**TASK INSTRUCTIONS:** The word "StatusCode" marks the lines you need; copy each of them from the data.

**INFORMATION:**
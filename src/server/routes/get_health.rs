use axum::{extract::State, http::StatusCode, response::IntoResponse};

use crate::server::AppState;

#[axum_macros::debug_handler]
pub async fn get_health(State(state): State<AppState>) -> impl IntoResponse {
    if state.executor.ping().await {
        StatusCode::NO_CONTENT
    } else {
        StatusCode::GATEWAY_TIMEOUT
    }
}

**EXPECTED ANSWER:**
use axum::{extract::State, http::StatusCode, response::IntoResponse};
        StatusCode::NO_CONTENT
        StatusCode::GATEWAY_TIMEOUT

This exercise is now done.